Night Terrors


Article Author:
Ngoc Van Horn


Article Editor:
Megan Street


Editors In Chief:
Chaddie Doerr


Managing Editors:
Avais Raja
Orawan Chaigasame
Carrie Smith
Abdul Waheed
Khalid Alsayouri
Trevor Nezwek
Radia Jamil
Patrick Le
Anoosh Zafar Gondal
Saad Nazir
William Gossman
Hassam Zulfiqar
Steve Bhimji
John Shell
Matthew Varacallo
Heba Mahdy
Ahmad Malik
Sarosh Vaqar
Mark Pellegrini
James Hughes
Beata Beatty
Nazia Sadiq
Hajira Basit
Phillip Hynes
Tehmina Warsi


Updated:
3/2/2019 5:47:45 PM

Introduction

Night terrors are a common preschool-aged sleep disorder in which a child quickly wakes up from sleep in a terrified state. For the majority of these episodes, the child will not have any recollection of this event ever happening.[1][2][3][4]

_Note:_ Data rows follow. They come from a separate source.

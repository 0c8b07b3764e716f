//! Snapshot broadcasting to subscribers.

use crate::snapshot::Snapshot;
use parking_lot::Mutex;
use std::fmt;
use std::sync::{Arc, Weak};
use tokio::sync::broadcast;

type Listener = Arc<dyn Fn(&Snapshot) + Send + Sync>;

/// Delivers each settled snapshot to callback listeners and to a broadcast
/// channel.
pub(crate) struct Broadcaster {
    /// Callback listeners keyed by subscription id.
    listeners: Mutex<Vec<(String, Listener)>>,

    /// Channel for `watch()` receivers.
    sender: broadcast::Sender<Arc<Snapshot>>,
}

impl Broadcaster {
    pub(crate) fn new(channel_capacity: usize) -> Self {
        let (sender, _) = broadcast::channel(channel_capacity.max(1));
        Self {
            listeners: Mutex::new(Vec::new()),
            sender,
        }
    }

    pub(crate) fn subscribe(&self, listener: Listener) -> String {
        let subscription_id = format!("sub-{}", uuid::Uuid::new_v4());
        self.listeners
            .lock()
            .push((subscription_id.clone(), listener));
        subscription_id
    }

    /// Returns true if the subscription was found and removed.
    pub(crate) fn unsubscribe(&self, subscription_id: &str) -> bool {
        let mut listeners = self.listeners.lock();
        let before = listeners.len();
        listeners.retain(|(id, _)| id != subscription_id);
        listeners.len() != before
    }

    pub(crate) fn watch(&self) -> broadcast::Receiver<Arc<Snapshot>> {
        self.sender.subscribe()
    }

    /// Calls every listener, then sends to the channel.
    ///
    /// Listeners are called outside the lock so they may subscribe or
    /// unsubscribe.
    pub(crate) fn notify(&self, snapshot: &Arc<Snapshot>) {
        let listeners: Vec<Listener> = self
            .listeners
            .lock()
            .iter()
            .map(|(_, listener)| Arc::clone(listener))
            .collect();
        for listener in listeners {
            listener(snapshot);
        }

        // Ignore send errors (no receivers)
        let _ = self.sender.send(Arc::clone(snapshot));
    }

    pub(crate) fn subscription_count(&self) -> usize {
        self.listeners.lock().len()
    }

    pub(crate) fn clear(&self) {
        self.listeners.lock().clear();
    }
}

impl fmt::Debug for Broadcaster {
    fn fmt(&self, f: &mut fmt::Formatter<'_>) -> fmt::Result {
        f.debug_struct("Broadcaster")
            .field("listeners", &self.subscription_count())
            .field("receivers", &self.sender.receiver_count())
            .finish()
    }
}

/// Handle to a callback subscription.
///
/// Dropping the handle keeps the listener registered; call
/// [`Subscription::unsubscribe`] to remove it.
#[derive(Debug, Clone)]
pub struct Subscription {
    id: String,
    broadcaster: Weak<Broadcaster>,
}

impl Subscription {
    pub(crate) fn new(id: String, broadcaster: Weak<Broadcaster>) -> Self {
        Self { id, broadcaster }
    }

    pub fn id(&self) -> &str {
        &self.id
    }

    /// Removes the listener. Returns false if it was already removed or the
    /// machine is gone.
    pub fn unsubscribe(&self) -> bool {
        self.broadcaster
            .upgrade()
            .map_or(false, |broadcaster| broadcaster.unsubscribe(&self.id))
    }
}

A night terror is considered a parasomnia due to its characterization of unusual physical and verbal behaviors. Parasomnias can often occur during any stage of sleep; however, night terrors specifically are associated with non-rapid eye movement (REM) sleep stages in which the person or child is in a transitional state in between sleep and wakefulness.

The act of sleeping can be categorically broken down into several stages and states. There are three primary states of sleep consisting of (1) wake, (2) non-REM sleep, and  (3) REM sleep. Within these states, they are further broken down into the separate stages. Sleep stages 1, 2, 3, and 4 are considered non-REM sleep while stage 5 is considered REM sleep. The different sleep stages represent different electrical patterns and frequencies in the brain that can be detected and measured with an electroencephalogram (EEG). These states and stages can overlap each other, and it is during these transition states where parasomnias can occur.[5][6]

Etiology

Because there is no clear transition between the primary sleep states and stages, there are multiple time periods in a single duration of sleep in which a person can be in a combination of both wakefulness and sleep. Herein lies the most accepted theory of parasomnia etiology.

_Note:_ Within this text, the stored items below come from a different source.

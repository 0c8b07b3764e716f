//! CLI configuration.
//!
//! Loaded in order: defaults, then an optional YAML file, then environment
//! overrides (`STATEWRIGHT_LOG_LIMIT`, `STATEWRIGHT_LOG`, `STATEWRIGHT_HISTORY`).

use serde::Deserialize;
use statewright_core::design::MAX_LOG_LIMIT;
use std::path::{Path, PathBuf};

const HISTORY_FILE: &str = ".statewright_history";

/// Root configuration structure.
#[derive(Debug, Clone, Default, Deserialize)]
#[serde(default)]
pub struct Config {
    pub machine: MachineConfig,
    pub logging: LoggingConfig,
    pub repl: ReplConfig,
}

impl Config {
    /// Loads configuration from `path` (if any) with environment overrides applied.
    pub fn load(path: Option<&Path>) -> Result<Self, LoadError> {
        let mut config = match path {
            Some(path) => Self::from_file(path)?,
            None => Self::default(),
        };
        config.apply_env_overrides();
        config.validate()?;
        Ok(config)
    }

    /// Loads configuration from a YAML file.
    pub fn from_file(path: impl AsRef<Path>) -> Result<Self, LoadError> {
        let path = path.as_ref();
        let content =
            std::fs::read_to_string(path).map_err(|e| LoadError::IoError(path.to_path_buf(), e))?;
        serde_yaml::from_str(&content)
            .map_err(|e| LoadError::ParseError(path.to_path_buf(), e.to_string()))
    }

    fn apply_env_overrides(&mut self) {
        self.apply_overrides(|key| std::env::var(key).ok());
    }

    fn apply_overrides(&mut self, var: impl Fn(&str) -> Option<String>) {
        self.machine.apply_overrides(&var);
        self.logging.apply_overrides(&var);
        self.repl.apply_overrides(&var);
    }

    /// Validates the configuration.
    pub fn validate(&self) -> Result<(), LoadError> {
        if let Some(limit) = self.machine.log_limit {
            if limit > MAX_LOG_LIMIT {
                return Err(LoadError::Invalid(format!(
                    "machine.log_limit must be at most {}, got {}",
                    MAX_LOG_LIMIT, limit
                )));
            }
        }
        if self.logging.filter.trim().is_empty() {
            return Err(LoadError::Invalid(
                "logging.filter must not be empty".to_string(),
            ));
        }
        Ok(())
    }
}

/// Overrides applied to every machine the CLI builds.
#[derive(Debug, Clone, Default, Deserialize)]
#[serde(default)]
pub struct MachineConfig {
    /// Replaces the design's `options.log_limit`.
    pub log_limit: Option<usize>,
}

impl MachineConfig {
    fn apply_overrides(&mut self, var: &impl Fn(&str) -> Option<String>) {
        if let Some(limit) = var("STATEWRIGHT_LOG_LIMIT") {
            if let Ok(n) = limit.parse() {
                self.log_limit = Some(n);
            }
        }
    }
}

#[derive(Debug, Clone, Deserialize)]
#[serde(default)]
pub struct LoggingConfig {
    /// `tracing` filter directive, used when `RUST_LOG` is unset.
    pub filter: String,
}

impl Default for LoggingConfig {
    fn default() -> Self {
        Self {
            filter: "warn".to_string(),
        }
    }
}

impl LoggingConfig {
    fn apply_overrides(&mut self, var: &impl Fn(&str) -> Option<String>) {
        if let Some(filter) = var("STATEWRIGHT_LOG") {
            if !filter.is_empty() {
                self.filter = filter;
            }
        }
    }
}

#[derive(Debug, Clone, Default, Deserialize)]
#[serde(default)]
pub struct ReplConfig {
    pub history_file: Option<PathBuf>,
}

impl ReplConfig {
    fn apply_overrides(&mut self, var: &impl Fn(&str) -> Option<String>) {
        if let Some(path) = var("STATEWRIGHT_HISTORY") {
            self.history_file = Some(PathBuf::from(path));
        }
    }

    /// History file path: the configured one, else `~/.statewright_history`.
    pub fn history_path(&self) -> PathBuf {
        match &self.history_file {
            Some(path) => path.clone(),
            None => home::home_dir()
                .map(|home| home.join(HISTORY_FILE))
                .unwrap_or_else(|| PathBuf::from(HISTORY_FILE)),
        }
    }
}

/// Configuration error.
#[derive(Debug)]
pub enum LoadError {
    IoError(PathBuf, std::io::Error),
    ParseError(PathBuf, String),
    Invalid(String),
}

impl std::fmt::Display for LoadError {
    fn fmt(&self, f: &mut std::fmt::Formatter<'_>) -> std::fmt::Result {
        match self {
            LoadError::IoError(path, e) => {
                write!(f, "failed to read config file '{}': {}", path.display(), e)
            }
            LoadError::ParseError(path, e) => {
                write!(f, "failed to parse config file '{}': {}", path.display(), e)
            }
            LoadError::Invalid(msg) => write!(f, "configuration validation failed: {}", msg),
        }
    }
}

impl std::error::Error for LoadError {}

Furthermore, there are theories that there is a genetic component however this has never been proven and remains antidotal. The exact etiology is unknown however there are strong correlations with fever and illness, excessive physical activity, excessive caffeine or alcohol intake, lack of sleep and exhaustion, and emotional stress.

Epidemiology

Night terrors are most often seen between the ages 3 to 7 years of age, and they often subside by 10 years of age. It appears that there is equal prevalence between boys and girls with a prevalence of approximately 30% in children.

Night terrors can occur in adults however it is rare. This may be indicative of underlying neurologic disorders that require more work up and investigation.

History and Physical

Episodes of night terrors most often occur in the first third of the night during slow wave sleep when the child is in the transitional state of being wakeful and sleeping. This particular period is referred to as the arousal state.

Episodes can appear to be very dramatic in presentation with the child screaming and thrashing without realization of his or her surroundings. Children may show signs of excessive autonomic activity such as tachycardia, tachypnea, mydriasis, and excessive sweating. In some cases, enuresis can also occur.

Unfortunately, children often do not respond to verbal cues, being comforted, or attempts to awaken. It is extremely difficult to wake these children in the middle of an episode. These spells can last approximately 10 to 20 minutes and then the child will abruptly return to sleep. Most do not recall the episodes.

Evaluation

No specific test must be done in an emergent clinical setting to make the diagnosis. A night terror is a clinical diagnosis that can be determined by taking a careful history, especially detailing the actual episode from families and witnesses. The only lab work or imaging that needs to be done is to rule out other differential diagnoses that are listed below.[7][8][9]

Treatment / Management

There is no specific treatment for night terrors other than comforting the child. Reassurance and education for the parents or guardians are strongly encouraged especially to ensure the safety of the child during a night terror.

If there is excessive stress or conflict in the child’s life, a combination of therapy and coping techniques can be recommended to help decrease the frequency of episodes. Medication administration is strongly discouraged and not indicated.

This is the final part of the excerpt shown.